CLINICAL of Minimal Cognitive Impairment

CLINICAL of Minimal Cognitive Impairment


History


Patients with MCI often present with vague and subjective symptoms of declining cognitive performance, which may be difficult to distinguish from the decline in such performance affecting healthy older individuals. The most common is said to be memory loss, consistent with the prevalent view that the amnestic form is the most common type of MCI. However, some authorities affirm that the most common form of MCI affects multiple spheres of cognition. Less common presentations include language disturbance (eg, word-finding difficulty), attentional deficit (eg, difficulty following or focusing on conversations), and deterioration in visuospatial skills (eg, disorientation in familiar surroundings in the absence of motor and sensory conditions that would account for the complaint).

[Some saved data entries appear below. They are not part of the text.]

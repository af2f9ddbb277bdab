//! Explicit engine services handed to scenes and components

use crate::input::Input;
use crate::resources::Resources;
use crate::scene::LightManager;
use crate::time::Time;

/// State shared by everything a tick touches
#[derive(Debug, Default)]
pub struct EngineContext {
    pub resources: Resources,
    pub lights: LightManager,
    pub time: Time,
    pub input: Input,
}

impl EngineContext {
    pub fn new() -> Self {
        Self::default()
    }
}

Dissociating purely cognitive symptoms from those attributable to various degrees of sensory deprivation (eg, hearing loss, loss of visual acuity) that tend to coexist in the same patient population is often difficult and may be compounded by motor deficits that also beset the same individuals. In any case, the defining element of MCI as postulated by Petersen is a single sphere of slowly progressive cognitive impairment not attributable to motor or sensory deficits, to which other areas of involvement may eventually be added, before social or occupational impairment supervenes (because this marks the onset of dementia). Virtually nothing is known about the average duration of these manifestations before they are usually (if ever) brought to medical attention.

Physical


No feature of the general physical examination is characteristic of MCI. However, a physical examination should be performed as part of the general evaluation in an effort to determine whether conditions capable of causing MCI are present (eg, signs of thyroid disease, cobalamin deficiency, or venereal disease) and whether sensory and motor deficits are present, which could explain or compound the symptoms.

Causes


MCI is a heterogeneous condition due to numerous different causes, which may overlap in individual patients. In an attempt to distinguish among patient groups, emphasis is often placed on whether memory is involved or single nonmemory domains are involved instead. Thus, the most common form of MCI is thought to be amnesic MCI, in which the single domain affected is memory. A large percentage of these patients appear to progress to AD.

While accounts of MCI often revolve around the amnestic form because it is said to be the most common, other forms exist that are considerably less well characterized. Thus, a theoretically less common form of MCI is one in which multiple cognitive domains are affected; this is said to be associated with atypical variants of AD and dementia associated with cerebrovascular disease. Some epidemiological studies suggest that the multidomain form of MCI is more common than the amnestic form.

A third postulated type is one in which a single nonmemory domain is affected. Such a condition is believed to evolve frequently into frontotemporal dementia, Lewy body dementia, primary progressive aphasia, dementia in Parkinson disease, and other atypical variants of AD.